Why does it look so easy? We know, at least on an intellectual level, that these people have devoted thousands of hours to their craft. The ones who make it look the easiest are probably the ones who have practiced and worked the hardest. Here’s what I think: what makes it look so easy for the virtuosos is that they have eliminated everything in their performance that is non-essential. They have whittled down every movement, every note, every word until all that remains is precisely what’s needed. When I play tennis I look like I’m being chased around the pitch by a swarm of killer bees. When Federer plays he looks like a dancer in a ballet. Step, step, glide. Swing. Beautiful.

There’s a famous quote by Antoine de Saint-Exupery: “A designer knows he has achieved perfection not when there is nothing left to add, but when there is nothing left to take away.” Expertise is knowing where that line is. The work is getting there. With time and practice we learn simplicity and begin to reject unnecessary complexity.

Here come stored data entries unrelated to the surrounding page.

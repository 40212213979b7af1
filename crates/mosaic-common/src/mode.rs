//! Render modes.

use std::fmt;
use std::str::FromStr;

use serde::{Deserialize, Serialize};

use crate::error::MosaicError;

/// How a tiled image is rendered into its output.
#[derive(Debug, Clone, Copy, PartialEq, Eq, Hash, Serialize, Deserialize)]
#[serde(rename_all = "lowercase")]
pub enum RenderMode {
    /// Source pixels kept, separator lines drawn at interior tile seams
    Grid,
    /// Every tile replaced by its average color
    Palette,
}

impl RenderMode {
    /// Every supported mode; also the default mode set when none is
    /// requested explicitly.
    pub const ALL: [RenderMode; 2] = [RenderMode::Grid, RenderMode::Palette];

    /// Lowercase name, used as the suffix in derived output file names.
    pub fn suffix(&self) -> &'static str {
        match self {
            RenderMode::Grid => "grid",
            RenderMode::Palette => "palette",
        }
    }
}

impl fmt::Display for RenderMode {
    fn fmt(&self, f: &mut fmt::Formatter<'_>) -> fmt::Result {
        f.write_str(self.suffix())
    }
}

impl FromStr for RenderMode {
    type Err = MosaicError;

    fn from_str(s: &str) -> Result<Self, Self::Err> {
        match s.to_ascii_lowercase().as_str() {
            "grid" => Ok(RenderMode::Grid),
            "palette" => Ok(RenderMode::Palette),
            _ => Err(MosaicError::UnsupportedMode(s.to_string())),
        }
    }
}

I was talking this morning with one of our clients about a video we are creating to explain his company’s technology. One aspect of the design is tricky to communicate, involving lots of numbers and percentages and compliance with various international standards and regulations. We were laughing together about how hard it is to tell this story in a simple animation. But by spending the hours of time upfront thinking about these issues and boiling them down to their essence we are creating something that will be easily grasped by the intended audience.

I’ll part with this: good communication requires thoughtfulness on the part of both the speaker and the audience. As a speaker, the more effort and thought you put into what you are saying, pruning your message to its essence, the less effort will be required by your audience to understand your message. When you choose your words and phrases with care, omitting anything inessential, your audience will easily grasp your meaning. It will just seem…effortless.